**Exercise:** Every line of the records below from the line with "pub const MAX_BAR_COUNT: usize = 128;" up to and including the line with "of final output" must be reproduced exactly, and no line outside that range.

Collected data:
+++++

//! Spectrum visualizer
//!
//! Reads the most recent output samples through a [`SignalTap`], runs a
//! Hann-windowed FFT and publishes normalized bar heights on a watch
//! channel. The visualizer never holds an engine handle, so starting or
//! stopping it cannot change transport state.

use std::collections::VecDeque;
use std::sync::Arc;
use std::time::Duration;

use parking_lot::Mutex;
use rustfft::{Fft, FftPlanner, num_complex::Complex};
use tokio::sync::watch;
use tokio::task::JoinHandle;
use tokio::time::MissedTickBehavior;

pub const FFT_SIZE: usize = 256;
pub const DEFAULT_BAR_COUNT: usize = 64;
pub const MIN_BAR_COUNT: usize = 16;
pub const MAX_BAR_COUNT: usize = 128;
pub const DEFAULT_SENSITIVITY: f32 = 1.5;
pub const MIN_SENSITIVITY: f32 = 0.1;
pub const MAX_SENSITIVITY: f32 = 3.0;

// Magnitude range mapped onto 0..=1
const MIN_DECIBELS: f32 = -100.0;
const MAX_DECIBELS: f32 = -30.0;

/// Ring buffer holding the last [`FFT_SIZE`] mono samples of final output
#[derive(Clone, Debug)]
pub struct SignalTap {
    samples: Arc<Mutex<VecDeque<f32>>>,
}

impl Default for SignalTap {
    fn default() -> Self {
        Self::new()
    }
}

impl SignalTap {
    pub fn new() -> Self {
        Self {
            samples: Arc::new(Mutex::new(VecDeque::with_capacity(FFT_SIZE))),
        }
    }

    /// Downmix interleaved samples and append them.
    pub fn push(&self, interleaved: &[f32], channels: usize) {
        let channels = channels.max(1);
        let mut samples = self.samples.lock();
        for frame in interleaved.chunks(channels) {
            let mono = frame.iter().sum::<f32>() / frame.len() as f32;
            if samples.len() == FFT_SIZE {
                samples.pop_front();
            }
            samples.push_back(mono);
        }
    }

    /// Latest window, zero-padded at the front when not yet full
    pub fn snapshot(&self) -> Vec<f32> {
        let samples = self.samples.lock();
        let mut window = vec![0.0; FFT_SIZE - samples.len()];
        window.extend(samples.iter().copied());
        window
    }

    pub fn clear(&self) {
        self.samples.lock().clear();
    }
}

pub struct SpectrumAnalyzer {
    fft: Arc<dyn Fft<f32>>,
    window: Vec<f32>,
    buffer: Vec<Complex<f32>>,
    bar_count: usize,
    sensitivity: f32,
}

impl Default for SpectrumAnalyzer {
    fn default() -> Self {
        Self::new()
    }
}

impl SpectrumAnalyzer {
    pub fn new() -> Self {
        let mut planner = FftPlanner::<f32>::new();
        let fft = planner.plan_fft_forward(FFT_SIZE);
        let window = (0..FFT_SIZE)
            .map(|i| 0.5 - 0.5 * (2.0 * std::f32::consts::PI * i as f32 / (FFT_SIZE - 1) as f32).cos())
            .collect();
        Self {
            fft,
            window,
            buffer: vec![Complex::new(0.0, 0.0); FFT_SIZE],
            bar_count: DEFAULT_BAR_COUNT,
            sensitivity: DEFAULT_SENSITIVITY,
        }
    }

    pub fn bar_count(&self) -> usize {
        self.bar_count
    }

    pub fn set_bar_count(&mut self, count: usize) {
        self.bar_count = count.clamp(MIN_BAR_COUNT, MAX_BAR_COUNT);
    }

    pub fn sensitivity(&self) -> f32 {
        self.sensitivity
    }

    pub fn set_sensitivity(&mut self, sensitivity: f32) {
        self.sensitivity = if sensitivity.is_finite() {
            sensitivity.clamp(MIN_SENSITIVITY, MAX_SENSITIVITY)
        } else {
            DEFAULT_SENSITIVITY
        };
    }

    /// Bar heights in 0..=1 for one window of mono samples.
    pub fn analyze(&mut self, samples: &[f32]) -> Vec<f32> {
        for (i, slot) in self.buffer.iter_mut().enumerate() {
            let sample = samples.get(i).copied().unwrap_or(0.0);
            *slot = Complex::new(sample * self.window[i], 0.0);
        }
        self.fft.process(&mut self.buffer);

        let bins: Vec<f32> = self.buffer[..FFT_SIZE / 2]
            .iter()
            .map(|c| {
                let magnitude = c.norm() / FFT_SIZE as f32;
                if magnitude <= 0.0 {
                    return 0.0;
                }
                let db = 20.0 * magnitude.log10();
                ((db - MIN_DECIBELS) / (MAX_DECIBELS - MIN_DECIBELS)).clamp(0.0, 1.0)
            })
            .collect();

        let per_bar = (bins.len() / self.bar_count).max(1);
        (0..self.bar_count)
            .map(|bar| {
                let start = (bar * per_bar).min(bins.len());
                let end = (start + per_bar).min(bins.len());
                let slice = &bins[start..end];
                if slice.is_empty() {
                    return 0.0;
                }
                let level = slice.iter().sum::<f32>() / slice.len() as f32;
                (level * self.sensitivity).clamp(0.0, 1.0)
            })
            .collect()
    }
}

#[derive(Clone, Debug, Default, PartialEq)]
pub struct SpectrumFrame {
    pub seq: u64,
    pub bars: Vec<f32>,
}

/// Periodic spectrum renderer with a single refresh task
pub struct SpectrumVisualizer {
    tap: SignalTap,
    analyzer: Arc<Mutex<SpectrumAnalyzer>>,
    frames: watch::Sender<SpectrumFrame>,
    task: Mutex<Option<JoinHandle<()>>>,
    interval: Duration,
}

impl SpectrumVisualizer {
    pub fn new(tap: SignalTap, interval: Duration) -> Self {
        let (frames, _) = watch::channel(SpectrumFrame::default());
        Self {
            tap,
            analyzer: Arc::new(Mutex::new(SpectrumAnalyzer::new())),
            frames,
            task: Mutex::new(None),
            interval: interval.max(Duration::from_millis(1)),
        }
    }

    pub fn subscribe(&self) -> watch::Receiver<SpectrumFrame> {
        self.frames.subscribe()
    }

    pub fn latest(&self) -> SpectrumFrame {
        self.frames.borrow().clone()
    }

    pub fn is_running(&self) -> bool {
        self.task.lock().is_some()
    }

    /// Start the refresh loop. Returns false if it was already running.
    pub fn start(&self) -> bool {
        let mut task = self.task.lock();
        if task.is_some() {
            return false;
        }

        let tap = self.tap.clone();
        let analyzer = self.analyzer.clone();
        let frames = self.frames.clone();
        let period = self.interval;
        *task = Some(tokio::spawn(async move {
            let mut ticker = tokio::time::interval(period);
            ticker.set_missed_tick_behavior(MissedTickBehavior::Skip);
            let mut seq = 0u64;
            loop {
                ticker.tick().await;
                let bars = analyzer.lock().analyze(&tap.snapshot());
                seq += 1;
                frames.send_replace(SpectrumFrame { seq, bars });
            }
        }));
        tracing::debug!(interval_ms = period.as_millis() as u64, "Visualizer started");
        true
    }

    /// Stop the refresh loop. Returns false if it was not running.
    pub fn stop(&self) -> bool {
        match self.task.lock().take() {
            Some(handle) => {
                handle.abort();
                tracing::debug!("Visualizer stopped");
                true
            }
            None => false,
        }
    }

    pub fn set_bar_count(&self, count: usize) -> usize {
        let mut analyzer = self.analyzer.lock();
        analyzer.set_bar_count(count);
        analyzer.bar_count()
    }

    pub fn set_sensitivity(&self, sensitivity: f32) -> f32 {
        let mut analyzer = self.analyzer.lock();
        analyzer.set_sensitivity(sensitivity);
        analyzer.sensitivity()
    }
}

impl Drop for SpectrumVisualizer {
    fn drop(&mut self) {
        self.stop();
    }
}
//! Linear crossfade between an outgoing and an incoming source

use std::time::Duration;

use serde::{Deserialize, Serialize};
use tokio::time::Instant;

use super::output::SourceId;

pub const MIN_CROSSFADE_SECS: f32 = 0.5;
pub const MAX_CROSSFADE_SECS: f32 = 10.0;
pub const DEFAULT_CROSSFADE_SECS: f32 = 3.0;

#[derive(Clone, Debug, PartialEq, Serialize, Deserialize)]
#[serde(default)]
pub struct CrossfadeSettings {
    pub enabled: bool,
    pub duration_secs: f32,
}

impl Default for CrossfadeSettings {
    fn default() -> Self {
        Self {
            enabled: false,
            duration_secs: DEFAULT_CROSSFADE_SECS,
        }
    }
}

impl CrossfadeSettings {
    pub fn set_duration(&mut self, seconds: f32) {
        self.duration_secs = clamp_duration(seconds);
    }

    pub fn duration(&self) -> Duration {
        Duration::from_secs_f32(clamp_duration(self.duration_secs))
    }

    /// Fade length to use for the next transition, if fading is on.
    pub fn active_duration(&self) -> Option<Duration> {
        self.enabled.then(|| self.duration())
    }
}

fn clamp_duration(seconds: f32) -> f32 {
    if seconds.is_finite() {
        seconds.clamp(MIN_CROSSFADE_SECS, MAX_CROSSFADE_SECS)
    } else {
        DEFAULT_CROSSFADE_SECS
    }
}

/// One in-flight transition. Both ramps read the same start instant, so the
/// two gains always sum to one.
#[derive(Clone, Copy, Debug, PartialEq)]
pub struct Crossfade {
    pub outgoing: SourceId,
    pub incoming: SourceId,
    pub started: Instant,
    pub duration: Duration,
}

impl Crossfade {
    pub fn new(outgoing: SourceId, incoming: SourceId, duration: Duration) -> Self {
        Self {
            outgoing,
            incoming,
            started: Instant::now(),
            duration,
        }
    }

    pub fn progress(&self, now: Instant) -> f32 {
        if self.duration.is_zero() {
            return 1.0;
        }
        let elapsed = now.saturating_duration_since(self.started);
        (elapsed.as_secs_f32() / self.duration.as_secs_f32()).clamp(0.0, 1.0)
    }

    /// (outgoing, incoming) gains at `now`
    pub fn gains(&self, now: Instant) -> (f32, f32) {
        let p = self.progress(now);
        (1.0 - p, p)
    }

    pub fn is_complete(&self, now: Instant) -> bool {
        now.saturating_duration_since(self.started) >= self.duration
    }

    pub fn gain_for(&self, source: SourceId, now: Instant) -> Option<f32> {
        let (out_gain, in_gain) = self.gains(now);
        if source == self.outgoing {
            Some(out_gain)
        } else if source == self.incoming {
            Some(in_gain)
        } else {
            None
        }
    }
}

/// Final mix stage ahead of the output
#[derive(Debug, Default)]
pub struct CrossfadeMixer {
    active: Option<Crossfade>,
}

impl CrossfadeMixer {
    pub fn new() -> Self {
        Self::default()
    }

    /// Start a transition, replacing any earlier one.
    pub fn begin(&mut self, outgoing: SourceId, incoming: SourceId, duration: Duration) -> Crossfade {
        if let Some(previous) = self.active.take() {
            tracing::debug!(outgoing = ?previous.outgoing, "Crossfade superseded");
        }
        let fade = Crossfade::new(outgoing, incoming, duration);
        self.active = Some(fade);
        fade
    }

    pub fn active(&self) -> Option<&Crossfade> {
        self.active.as_ref()
    }

    /// Drop the transition that faded `outgoing` out, if it is still the
    /// active one.
    pub fn finish(&mut self, outgoing: SourceId) {
        if self.active.is_some_and(|fade| fade.outgoing == outgoing) {
            self.active = None;
        }
    }

    pub fn cancel(&mut self) {
        self.active = None;
    }

    /// Gain for a connected source. Sources outside the transition play at
    /// full level; once a fade completes the outgoing side stays silent until
    /// it is disconnected.
    pub fn gain_for(&self, source: SourceId, now: Instant) -> f32 {
        self.active
            .and_then(|fade| fade.gain_for(source, now))
            .unwrap_or(1.0)
    }
}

+++++

**Output:**
pub const MAX_BAR_COUNT: usize = 128;
pub const DEFAULT_SENSITIVITY: f32 = 1.5;
pub const MIN_SENSITIVITY: f32 = 0.1;
pub const MAX_SENSITIVITY: f32 = 3.0;

// Magnitude range mapped onto 0..=1
const MIN_DECIBELS: f32 = -100.0;
const MAX_DECIBELS: f32 = -30.0;

/// Ring buffer holding the last [`FFT_SIZE`] mono samples of final output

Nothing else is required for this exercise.